(Recorded data)
//! Embed-side half of the cross-window parameter handshake.
//!
//! The embedded page does not control the third-party document it lives in,
//! so controls are discovered by DOM shape: the first numeric-range input is
//! taken to be the day-count control, and checkboxes are matched to
//! preference labels through their parent element's text. Application is
//! deferred by a fixed settle delay because the embedded document exposes no
//! readiness signal; the delay is a heuristic, not a handshake.

use tracing::{debug, error, warn};

use crate::dom::NodeId;
use crate::message::{self, ReadinessNotice};
use crate::page::{MessageEvent, Page, TimerTask, WindowHandler};
use crate::selector;
use crate::{Error, Result};

/// Fixed delay granted to the embedded document's own initialization, both
/// before applying configuration and before announcing readiness.
pub const SETTLE_DELAY_MS: i64 = 2000;

/// Wildcard recipient for the readiness notice; the outbound contract has no
/// origin restriction.
const ANY_ORIGIN: &str = "*";

#[derive(Debug, Clone, Copy, PartialEq, Eq)]
pub enum BridgeState {
    Idle,
    Synchronizing,
    Applying,
}

/// Bridge instance attached to an embedded page. Holds nothing but the
/// observable state; scheduled applies live on the page's timer queue and are
/// never cancelled or superseded.
#[derive(Debug, Clone)]
pub struct EmbedBridge {
    state: BridgeState,
}

impl EmbedBridge {
    /// Attaches the bridge to a page: listens for configuration messages and
    /// announces readiness after the page's `load` event.
    pub fn install(page: &mut Page) {
        page.bridge = Some(EmbedBridge {
            state: BridgeState::Idle,
        });
        page.add_window_listener("message", WindowHandler::BridgeMessage);
        page.add_window_listener("load", WindowHandler::BridgeAnnounce);
    }

    pub fn state(&self) -> BridgeState {
        self.state
    }

    fn set_state(page: &mut Page, state: BridgeState) {
        if let Some(bridge) = &mut page.bridge {
            bridge.state = state;
        }
    }
}

/// Inbound message handling. Only messages sourced from the page's parent
/// window are considered; everything else is dropped without effect. A
/// matching configuration payload schedules an apply after the settle delay.
pub(crate) fn on_message(page: &mut Page, event: &MessageEvent) {
    if page.parent() != Some(event.source) {
        return;
    }
    debug!(data = %event.data, "received message from parent");

    let Some((days, preferences)) = message::config_from_value(&event.data) else {
        return;
    };
    EmbedBridge::set_state(page, BridgeState::Synchronizing);
    page.schedule(SETTLE_DELAY_MS, TimerTask::ApplyConfig { days, preferences });
}

pub(crate) fn on_load(page: &mut Page) {
    page.schedule(SETTLE_DELAY_MS, TimerTask::AnnounceReady);
}

/// Scheduled apply. The whole step is one fallible block: a control-access
/// failure is caught and logged here, abandoning the remaining mutations but
/// never propagating beyond the timer.
pub(crate) fn run_apply(page: &mut Page, days: i64, preferences: &[String]) {
    EmbedBridge::set_state(page, BridgeState::Applying);
    let mut controls = DocumentControls::new(page);
    if let Err(err) = apply_config(&mut controls, days, preferences) {
        error!(%err, "failed to apply configuration to embedded controls");
    }
    EmbedBridge::set_state(page, BridgeState::Idle);
}

pub(crate) fn run_announce(page: &mut Page) {
    debug!("announcing embedded interface ready");
    page.post_to_parent(ReadinessNotice::ready().to_value(), ANY_ORIGIN);
}

/// Handle for a control discovered on a [`ControlSurface`].
#[derive(Debug, Clone, Copy, PartialEq, Eq, Hash)]
pub struct ControlId(pub usize);

/// Shape-based control discovery over the embedded document. The policy in
/// [`apply_config`] is written against this trait so it can be exercised
/// without a document.
pub trait ControlSurface {
    /// The first numeric-range input in document order, if any.
    fn first_range_control(&mut self) -> Option<ControlId>;
    /// Every checkbox input, in document order.
    fn checkboxes(&mut self) -> Vec<ControlId>;
    /// The visible label associated with a control (untrimmed).
    fn label_text(&mut self, control: ControlId) -> Result<String>;
    fn set_range_value(&mut self, control: ControlId, value: i64) -> Result<()>;
    fn set_checked(&mut self, control: ControlId, checked: bool) -> Result<()>;
    /// Notifies the embedded document's own logic that a control changed.
    fn dispatch_change(&mut self, control: ControlId) -> Result<()>;
}

/// Applies a received configuration to the discovered controls.
///
/// The day count goes to the first range control, with a change
/// notification; absence is logged and skipped. Checkboxes are all reset to
/// unchecked (silently), then each one whose trimmed label exactly equals a
/// preference entry is checked with a change notification. Matching is
/// case-sensitive whole-string equality. Either control kind may be absent
/// without affecting the other.
pub fn apply_config(
    surface: &mut dyn ControlSurface,
    days: i64,
    preferences: &[String],
) -> Result<()> {
    match surface.first_range_control() {
        Some(control) => {
            surface.set_range_value(control, days)?;
            surface.dispatch_change(control)?;
            debug!(days, "updated day-count control");
        }
        None => warn!("no day-count control present"),
    }

    let checkboxes = surface.checkboxes();
    if checkboxes.is_empty() {
        warn!("no preference checkboxes present");
        return Ok(());
    }
    debug!(count = checkboxes.len(), "found preference checkboxes");

    for control in &checkboxes {
        surface.set_checked(*control, false)?;
    }
    for control in checkboxes {
        let label = surface.label_text(control)?;
        let label = label.trim();
        if preferences.iter().any(|preference| preference == label) {
            surface.set_checked(control, true)?;
            surface.dispatch_change(control)?;
            debug!(label, "checked preference");
        }
    }
    Ok(())
}

/// [`ControlSurface`] backed by a page's DOM. Change notifications go through
/// the page's event dispatch so registered listeners observe them.
pub(crate) struct DocumentControls<'a> {
    page: &'a mut Page,
    nodes: Vec<NodeId>,
}

impl<'a> DocumentControls<'a> {
    pub(crate) fn new(page: &'a mut Page) -> Self {
        Self {
            page,
            nodes: Vec::new(),
        }
    }

    fn intern(&mut self, node: NodeId) -> ControlId {
        if let Some(idx) = self.nodes.iter().position(|existing| *existing == node) {
            return ControlId(idx);
        }
        self.nodes.push(node);
        ControlId(self.nodes.len() - 1)
    }

    fn resolve(&self, control: ControlId) -> Result<NodeId> {
        self.nodes
            .get(control.0)
            .copied()
            .ok_or_else(|| Error::ControlAccess(format!("unknown control handle {}", control.0)))
    }
}

impl ControlSurface for DocumentControls<'_> {
    fn first_range_control(&mut self) -> Option<ControlId> {
        let node = selector::query_all(self.page.dom(), "input[type='range']")
            .ok()?
            .into_iter()
            .next()?;
        Some(self.intern(node))
    }

    fn checkboxes(&mut self) -> Vec<ControlId> {
        let nodes =
            selector::query_all(self.page.dom(), "input[type='checkbox']").unwrap_or_default();
        nodes.into_iter().map(|node| self.intern(node)).collect()
    }

    fn label_text(&mut self, control: ControlId) -> Result<String> {
        let node = self.resolve(control)?;
        let parent = self
            .page
            .dom()
            .parent(node)
            .ok_or_else(|| Error::ControlAccess("checkbox has no parent element".to_string()))?;
        Ok(self.page.dom().text_content(parent))
    }

    fn set_range_value(&mut self, control: ControlId, value: i64) -> Result<()> {
        let node = self.resolve(control)?;
        if !self.page.dom_mut().set_value(node, &value.to_string()) {
            return Err(Error::ControlAccess(
                "range control is not an element".to_string(),
            ));
        }
        Ok(())
    }

    fn set_checked(&mut self, control: ControlId, checked: bool) -> Result<()> {
        let node = self.resolve(control)?;
        if !self.page.dom_mut().set_checked(node, checked) {
            return Err(Error::ControlAccess(
                "checkbox control is not an element".to_string(),
            ));
        }
        Ok(())
    }

    fn dispatch_change(&mut self, control: ControlId) -> Result<()> {
        let node = self.resolve(control)?;
        self.page.dispatch_event(node, "change");
        Ok(())
    }
}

WORK TO COMPLETE >> Could you copy out the data in full, exactly as it is written?

WRITTEN SOLUTION >>
//! Embed-side half of the cross-window parameter handshake.
//!
//! The embedded page does not control the third-party document it lives in,
//! so controls are discovered by DOM shape: the first numeric-range input is
//! taken to be the day-count control, and checkboxes are matched to
//! preference labels through their parent element's text. Application is
//! deferred by a fixed settle delay because the embedded document exposes no
//! readiness signal; the delay is a heuristic, not a handshake.

use tracing::{debug, error, warn};

use crate::dom::NodeId;
use crate::message::{self, ReadinessNotice};
use crate::page::{MessageEvent, Page, TimerTask, WindowHandler};
use crate::selector;
use crate::{Error, Result};

/// Fixed delay granted to the embedded document's own initialization, both
/// before applying configuration and before announcing readiness.
pub const SETTLE_DELAY_MS: i64 = 2000;

/// Wildcard recipient for the readiness notice; the outbound contract has no
/// origin restriction.
const ANY_ORIGIN: &str = "*";

#[derive(Debug, Clone, Copy, PartialEq, Eq)]
pub enum BridgeState {
    Idle,
    Synchronizing,
    Applying,
}

/// Bridge instance attached to an embedded page. Holds nothing but the
/// observable state; scheduled applies live on the page's timer queue and are
/// never cancelled or superseded.
#[derive(Debug, Clone)]
pub struct EmbedBridge {
    state: BridgeState,
}

impl EmbedBridge {
    /// Attaches the bridge to a page: listens for configuration messages and
    /// announces readiness after the page's `load` event.
    pub fn install(page: &mut Page) {
        page.bridge = Some(EmbedBridge {
            state: BridgeState::Idle,
        });
        page.add_window_listener("message", WindowHandler::BridgeMessage);
        page.add_window_listener("load", WindowHandler::BridgeAnnounce);
    }

    pub fn state(&self) -> BridgeState {
        self.state
    }

    fn set_state(page: &mut Page, state: BridgeState) {
        if let Some(bridge) = &mut page.bridge {
            bridge.state = state;
        }
    }
}

/// Inbound message handling. Only messages sourced from the page's parent
/// window are considered; everything else is dropped without effect. A
/// matching configuration payload schedules an apply after the settle delay.
pub(crate) fn on_message(page: &mut Page, event: &MessageEvent) {
    if page.parent() != Some(event.source) {
        return;
    }
    debug!(data = %event.data, "received message from parent");

    let Some((days, preferences)) = message::config_from_value(&event.data) else {
        return;
    };
    EmbedBridge::set_state(page, BridgeState::Synchronizing);
    page.schedule(SETTLE_DELAY_MS, TimerTask::ApplyConfig { days, preferences });
}

pub(crate) fn on_load(page: &mut Page) {
    page.schedule(SETTLE_DELAY_MS, TimerTask::AnnounceReady);
}

/// Scheduled apply. The whole step is one fallible block: a control-access
/// failure is caught and logged here, abandoning the remaining mutations but
/// never propagating beyond the timer.
pub(crate) fn run_apply(page: &mut Page, days: i64, preferences: &[String]) {
    EmbedBridge::set_state(page, BridgeState::Applying);
    let mut controls = DocumentControls::new(page);
    if let Err(err) = apply_config(&mut controls, days, preferences) {
        error!(%err, "failed to apply configuration to embedded controls");
    }
    EmbedBridge::set_state(page, BridgeState::Idle);
}

pub(crate) fn run_announce(page: &mut Page) {
    debug!("announcing embedded interface ready");
    page.post_to_parent(ReadinessNotice::ready().to_value(), ANY_ORIGIN);
}

/// Handle for a control discovered on a [`ControlSurface`].
#[derive(Debug, Clone, Copy, PartialEq, Eq, Hash)]
pub struct ControlId(pub usize);

/// Shape-based control discovery over the embedded document. The policy in
/// [`apply_config`] is written against this trait so it can be exercised
/// without a document.
pub trait ControlSurface {
    /// The first numeric-range input in document order, if any.
    fn first_range_control(&mut self) -> Option<ControlId>;
    /// Every checkbox input, in document order.
    fn checkboxes(&mut self) -> Vec<ControlId>;
    /// The visible label associated with a control (untrimmed).
    fn label_text(&mut self, control: ControlId) -> Result<String>;
    fn set_range_value(&mut self, control: ControlId, value: i64) -> Result<()>;
    fn set_checked(&mut self, control: ControlId, checked: bool) -> Result<()>;
    /// Notifies the embedded document's own logic that a control changed.
    fn dispatch_change(&mut self, control: ControlId) -> Result<()>;
}

/// Applies a received configuration to the discovered controls.
///
/// The day count goes to the first range control, with a change
/// notification; absence is logged and skipped. Checkboxes are all reset to
/// unchecked (silently), then each one whose trimmed label exactly equals a
/// preference entry is checked with a change notification. Matching is
/// case-sensitive whole-string equality. Either control kind may be absent
/// without affecting the other.
pub fn apply_config(
    surface: &mut dyn ControlSurface,
    days: i64,
    preferences: &[String],
) -> Result<()> {
    match surface.first_range_control() {
        Some(control) => {
            surface.set_range_value(control, days)?;
            surface.dispatch_change(control)?;
            debug!(days, "updated day-count control");
        }
        None => warn!("no day-count control present"),
    }

    let checkboxes = surface.checkboxes();
    if checkboxes.is_empty() {
        warn!("no preference checkboxes present");
        return Ok(());
    }
    debug!(count = checkboxes.len(), "found preference checkboxes");

    for control in &checkboxes {
        surface.set_checked(*control, false)?;
    }
    for control in checkboxes {
        let label = surface.label_text(control)?;
        let label = label.trim();
        if preferences.iter().any(|preference| preference == label) {
            surface.set_checked(control, true)?;
            surface.dispatch_change(control)?;
            debug!(label, "checked preference");
        }
    }
    Ok(())
}

/// [`ControlSurface`] backed by a page's DOM. Change notifications go through
/// the page's event dispatch so registered listeners observe them.
pub(crate) struct DocumentControls<'a> {
    page: &'a mut Page,
    nodes: Vec<NodeId>,
}

impl<'a> DocumentControls<'a> {
    pub(crate) fn new(page: &'a mut Page) -> Self {
        Self {
            page,
            nodes: Vec::new(),
        }
    }

    fn intern(&mut self, node: NodeId) -> ControlId {
        if let Some(idx) = self.nodes.iter().position(|existing| *existing == node) {
            return ControlId(idx);
        }
        self.nodes.push(node);
        ControlId(self.nodes.len() - 1)
    }

    fn resolve(&self, control: ControlId) -> Result<NodeId> {
        self.nodes
            .get(control.0)
            .copied()
            .ok_or_else(|| Error::ControlAccess(format!("unknown control handle {}", control.0)))
    }
}

impl ControlSurface for DocumentControls<'_> {
    fn first_range_control(&mut self) -> Option<ControlId> {
        let node = selector::query_all(self.page.dom(), "input[type='range']")
            .ok()?
            .into_iter()
            .next()?;
        Some(self.intern(node))
    }

    fn checkboxes(&mut self) -> Vec<ControlId> {
        let nodes =
            selector::query_all(self.page.dom(), "input[type='checkbox']").unwrap_or_default();
        nodes.into_iter().map(|node| self.intern(node)).collect()
    }

    fn label_text(&mut self, control: ControlId) -> Result<String> {
        let node = self.resolve(control)?;
        let parent = self
            .page
            .dom()
            .parent(node)
            .ok_or_else(|| Error::ControlAccess("checkbox has no parent element".to_string()))?;
        Ok(self.page.dom().text_content(parent))
    }

    fn set_range_value(&mut self, control: ControlId, value: i64) -> Result<()> {
        let node = self.resolve(control)?;
        if !self.page.dom_mut().set_value(node, &value.to_string()) {
            return Err(Error::ControlAccess(
                "range control is not an element".to_string(),
            ));
        }
        Ok(())
    }

    fn set_checked(&mut self, control: ControlId, checked: bool) -> Result<()> {
        let node = self.resolve(control)?;
        if !self.page.dom_mut().set_checked(node, checked) {
            return Err(Error::ControlAccess(
                "checkbox control is not an element".to_string(),
            ));
        }
        Ok(())
    }

    fn dispatch_change(&mut self, control: ControlId) -> Result<()> {
        let node = self.resolve(control)?;
        self.page.dispatch_event(node, "change");
        Ok(())
    }
}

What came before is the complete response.